Data to use =
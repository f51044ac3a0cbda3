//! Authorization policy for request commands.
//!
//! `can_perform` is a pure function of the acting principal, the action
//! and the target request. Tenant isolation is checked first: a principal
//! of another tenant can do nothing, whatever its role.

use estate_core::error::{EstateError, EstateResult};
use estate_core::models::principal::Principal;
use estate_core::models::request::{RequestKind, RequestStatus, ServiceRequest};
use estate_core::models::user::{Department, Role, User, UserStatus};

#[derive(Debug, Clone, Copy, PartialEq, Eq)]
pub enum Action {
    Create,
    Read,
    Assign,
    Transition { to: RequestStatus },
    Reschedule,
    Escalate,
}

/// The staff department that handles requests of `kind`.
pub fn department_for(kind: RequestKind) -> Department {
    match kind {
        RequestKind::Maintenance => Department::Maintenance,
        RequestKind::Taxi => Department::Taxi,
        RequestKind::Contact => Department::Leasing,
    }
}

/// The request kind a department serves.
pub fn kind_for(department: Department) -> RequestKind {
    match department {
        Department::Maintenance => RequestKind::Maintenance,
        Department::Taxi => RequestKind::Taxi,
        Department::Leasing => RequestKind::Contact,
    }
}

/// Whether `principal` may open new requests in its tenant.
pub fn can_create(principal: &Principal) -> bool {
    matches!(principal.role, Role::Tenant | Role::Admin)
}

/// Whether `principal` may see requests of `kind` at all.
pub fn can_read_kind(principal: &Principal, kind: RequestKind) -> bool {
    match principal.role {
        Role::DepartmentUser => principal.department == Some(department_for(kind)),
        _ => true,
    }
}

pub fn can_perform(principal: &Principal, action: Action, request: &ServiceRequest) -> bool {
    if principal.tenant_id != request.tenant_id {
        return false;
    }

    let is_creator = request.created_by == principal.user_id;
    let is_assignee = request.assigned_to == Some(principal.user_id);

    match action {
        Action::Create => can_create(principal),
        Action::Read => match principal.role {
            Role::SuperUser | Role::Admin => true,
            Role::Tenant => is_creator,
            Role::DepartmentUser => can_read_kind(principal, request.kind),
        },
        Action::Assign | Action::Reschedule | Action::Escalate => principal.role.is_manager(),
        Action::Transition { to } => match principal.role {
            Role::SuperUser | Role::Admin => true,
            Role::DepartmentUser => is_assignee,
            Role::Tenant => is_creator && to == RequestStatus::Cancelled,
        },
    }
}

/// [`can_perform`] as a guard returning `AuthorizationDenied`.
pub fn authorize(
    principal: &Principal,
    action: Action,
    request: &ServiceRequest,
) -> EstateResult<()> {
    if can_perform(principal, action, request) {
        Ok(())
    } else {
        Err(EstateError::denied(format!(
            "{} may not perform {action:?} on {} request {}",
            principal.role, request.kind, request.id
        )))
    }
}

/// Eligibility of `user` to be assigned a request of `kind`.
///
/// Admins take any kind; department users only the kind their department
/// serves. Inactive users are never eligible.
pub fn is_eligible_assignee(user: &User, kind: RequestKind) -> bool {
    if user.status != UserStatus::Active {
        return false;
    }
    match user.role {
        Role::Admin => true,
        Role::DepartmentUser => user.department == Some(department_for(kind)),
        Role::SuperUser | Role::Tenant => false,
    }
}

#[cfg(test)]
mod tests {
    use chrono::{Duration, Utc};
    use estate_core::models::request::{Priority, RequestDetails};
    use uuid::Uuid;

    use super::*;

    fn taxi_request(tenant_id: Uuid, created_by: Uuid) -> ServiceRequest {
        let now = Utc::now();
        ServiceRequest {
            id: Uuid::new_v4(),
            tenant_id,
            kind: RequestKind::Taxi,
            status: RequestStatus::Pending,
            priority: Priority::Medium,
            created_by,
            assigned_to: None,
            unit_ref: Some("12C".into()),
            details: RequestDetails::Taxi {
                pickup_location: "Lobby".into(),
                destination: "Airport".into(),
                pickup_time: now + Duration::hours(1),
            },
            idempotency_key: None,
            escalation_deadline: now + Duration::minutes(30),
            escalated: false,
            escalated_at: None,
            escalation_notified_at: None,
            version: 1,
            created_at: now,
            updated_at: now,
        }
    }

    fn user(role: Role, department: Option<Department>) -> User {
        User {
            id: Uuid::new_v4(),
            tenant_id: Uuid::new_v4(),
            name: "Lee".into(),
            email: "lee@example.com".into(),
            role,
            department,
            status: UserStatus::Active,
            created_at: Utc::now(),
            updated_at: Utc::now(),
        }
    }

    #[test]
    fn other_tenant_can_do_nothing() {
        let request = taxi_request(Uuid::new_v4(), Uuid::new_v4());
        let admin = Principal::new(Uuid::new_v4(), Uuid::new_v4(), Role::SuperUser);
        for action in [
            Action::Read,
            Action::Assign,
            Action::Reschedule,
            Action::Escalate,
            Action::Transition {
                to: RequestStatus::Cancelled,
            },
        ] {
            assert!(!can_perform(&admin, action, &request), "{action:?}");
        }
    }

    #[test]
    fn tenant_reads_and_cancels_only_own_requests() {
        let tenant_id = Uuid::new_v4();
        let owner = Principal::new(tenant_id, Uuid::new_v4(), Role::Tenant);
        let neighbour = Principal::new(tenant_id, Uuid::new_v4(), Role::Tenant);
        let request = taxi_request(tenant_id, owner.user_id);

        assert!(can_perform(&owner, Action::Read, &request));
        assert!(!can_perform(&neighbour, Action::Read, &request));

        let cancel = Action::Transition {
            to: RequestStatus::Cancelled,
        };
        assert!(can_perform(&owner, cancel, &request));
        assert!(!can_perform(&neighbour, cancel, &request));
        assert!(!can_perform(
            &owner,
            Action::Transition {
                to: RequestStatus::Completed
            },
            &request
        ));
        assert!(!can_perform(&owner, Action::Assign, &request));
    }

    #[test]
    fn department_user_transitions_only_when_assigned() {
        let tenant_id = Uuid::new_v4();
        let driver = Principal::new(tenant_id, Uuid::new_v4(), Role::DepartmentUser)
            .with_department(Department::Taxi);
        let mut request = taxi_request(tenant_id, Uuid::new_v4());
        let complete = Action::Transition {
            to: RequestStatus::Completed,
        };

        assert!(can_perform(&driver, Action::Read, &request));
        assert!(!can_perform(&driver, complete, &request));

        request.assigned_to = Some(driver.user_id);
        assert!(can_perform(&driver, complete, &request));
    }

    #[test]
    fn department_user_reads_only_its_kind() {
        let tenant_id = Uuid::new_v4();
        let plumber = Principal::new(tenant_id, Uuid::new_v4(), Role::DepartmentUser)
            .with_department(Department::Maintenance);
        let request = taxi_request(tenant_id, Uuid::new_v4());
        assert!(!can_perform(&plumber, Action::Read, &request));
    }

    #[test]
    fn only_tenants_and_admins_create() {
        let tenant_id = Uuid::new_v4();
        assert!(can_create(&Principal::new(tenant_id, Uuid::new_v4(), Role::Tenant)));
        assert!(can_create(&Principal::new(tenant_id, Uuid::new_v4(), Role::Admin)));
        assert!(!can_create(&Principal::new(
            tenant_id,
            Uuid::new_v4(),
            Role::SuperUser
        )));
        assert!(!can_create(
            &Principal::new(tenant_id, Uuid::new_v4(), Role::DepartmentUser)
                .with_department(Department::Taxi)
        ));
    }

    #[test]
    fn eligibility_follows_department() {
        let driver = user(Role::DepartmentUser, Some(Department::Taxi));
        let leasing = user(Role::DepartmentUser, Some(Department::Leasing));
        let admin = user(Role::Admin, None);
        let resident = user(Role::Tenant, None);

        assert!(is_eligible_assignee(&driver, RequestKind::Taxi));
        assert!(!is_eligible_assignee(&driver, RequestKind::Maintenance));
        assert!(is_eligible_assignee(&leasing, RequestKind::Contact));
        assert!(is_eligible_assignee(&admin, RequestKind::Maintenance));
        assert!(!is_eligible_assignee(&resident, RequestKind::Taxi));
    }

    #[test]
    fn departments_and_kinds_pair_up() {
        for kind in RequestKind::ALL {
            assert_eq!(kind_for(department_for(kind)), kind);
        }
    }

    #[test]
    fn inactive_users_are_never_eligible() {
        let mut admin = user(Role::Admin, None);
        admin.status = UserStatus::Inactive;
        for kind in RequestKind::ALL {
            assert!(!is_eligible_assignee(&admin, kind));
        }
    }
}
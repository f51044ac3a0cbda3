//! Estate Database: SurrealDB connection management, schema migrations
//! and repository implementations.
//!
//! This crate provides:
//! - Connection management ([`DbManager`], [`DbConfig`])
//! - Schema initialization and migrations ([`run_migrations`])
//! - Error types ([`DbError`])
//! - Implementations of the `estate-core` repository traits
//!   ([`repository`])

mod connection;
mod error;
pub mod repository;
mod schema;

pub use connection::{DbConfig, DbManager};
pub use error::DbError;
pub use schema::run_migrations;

Instructions for the task = From the records above, copy every line that includes the word "management".

Solution to this problem =
//! Estate Database: SurrealDB connection management, schema migrations
//! - Connection management ([`DbManager`], [`DbConfig`])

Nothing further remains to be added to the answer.